Which lines below mention "GitProviderError"? Pick each one out.

Collected data
* * * * * * * * *

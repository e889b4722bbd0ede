//! Bitbucket Cloud webhook client
//!
//! Uses the 2.0 repository hooks endpoints. Hook ids are braced UUIDs and
//! have to be URL-encoded when addressed.

use crate::common::repository::owner_and_repo;
use crate::common::HttpClient;
use crate::error::GitProviderError;
use crate::models::{BitbucketCreateHook, BitbucketHook, WebhookRequest};
use crate::provider_trait::{cel_string, GitProviderClient};
use platform_model::ProviderKind;
use reqwest::header::HeaderMap;
use tracing::{debug, info};

/// Public Bitbucket API
pub const BITBUCKET_API_URL: &str = "https://api.bitbucket.org/2.0";

/// Bitbucket API client
#[derive(Debug, Clone)]
pub struct BitbucketClient {
    http: HttpClient,
}

impl BitbucketClient {
    /// Create a new Bitbucket client
    ///
    /// # Arguments
    /// * `token` - OAuth access token
    /// * `api_url` - Optional API URL override
    pub fn new(token: &str, api_url: Option<&str>) -> Result<Self, GitProviderError> {
        Ok(Self {
            http: HttpClient::new(api_url.unwrap_or(BITBUCKET_API_URL), token, HeaderMap::new())?,
        })
    }

    pub fn hook_payload(request: &WebhookRequest) -> BitbucketCreateHook {
        BitbucketCreateHook {
            description: "Keel build trigger".to_string(),
            url: request.url.clone(),
            active: true,
            events: vec!["repo:push".to_string()],
            skip_cert_verification: !request.verify_ssl,
            secret: request.secret.clone(),
        }
    }
}

/// Bitbucket puts the pushed branch under `push.changes[].new.name`
pub fn branch_filter(branch: &str) -> String {
    format!("body.push.changes[0].new.name == '{}'", cel_string(branch))
}

#[async_trait::async_trait]
impl GitProviderClient for BitbucketClient {
    fn provider(&self) -> ProviderKind {
        ProviderKind::Bitbucket
    }

    async fn create_webhook(&self, repo_url: &str, request: &WebhookRequest) -> Result<String, GitProviderError> {
        let (workspace, repo) = owner_and_repo(repo_url)?;
        let body = serde_json::to_value(Self::hook_payload(request))?;
        debug!("Registering Bitbucket webhook on {}/{} for {}", workspace, repo, request.url);

        let hook: BitbucketHook = self
            .http
            .post(&format!("/repositories/{}/{}/hooks", workspace, repo), &body)
            .await?;
        info!("Created Bitbucket webhook {} on {}/{}", hook.uuid, workspace, repo);
        Ok(hook.uuid)
    }

    async fn delete_webhook(&self, repo_url: &str, webhook_id: &str) -> Result<(), GitProviderError> {
        let (workspace, repo) = owner_and_repo(repo_url)?;
        self.http
            .delete(&format!(
                "/repositories/{}/{}/hooks/{}",
                workspace,
                repo,
                urlencoding::encode(webhook_id)
            ))
            .await?;
        info!("Deleted Bitbucket webhook {} on {}/{}", webhook_id, workspace, repo);
        Ok(())
    }

    fn branch_filter_expression(&self, branch: &str) -> String {
        branch_filter(branch)
    }
}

* * * * * * * * *

SOLUTION –
use crate::error::GitProviderError;
    pub fn new(token: &str, api_url: Option<&str>) -> Result<Self, GitProviderError> {
    async fn create_webhook(&self, repo_url: &str, request: &WebhookRequest) -> Result<String, GitProviderError> {
    async fn delete_webhook(&self, repo_url: &str, webhook_id: &str) -> Result<(), GitProviderError> {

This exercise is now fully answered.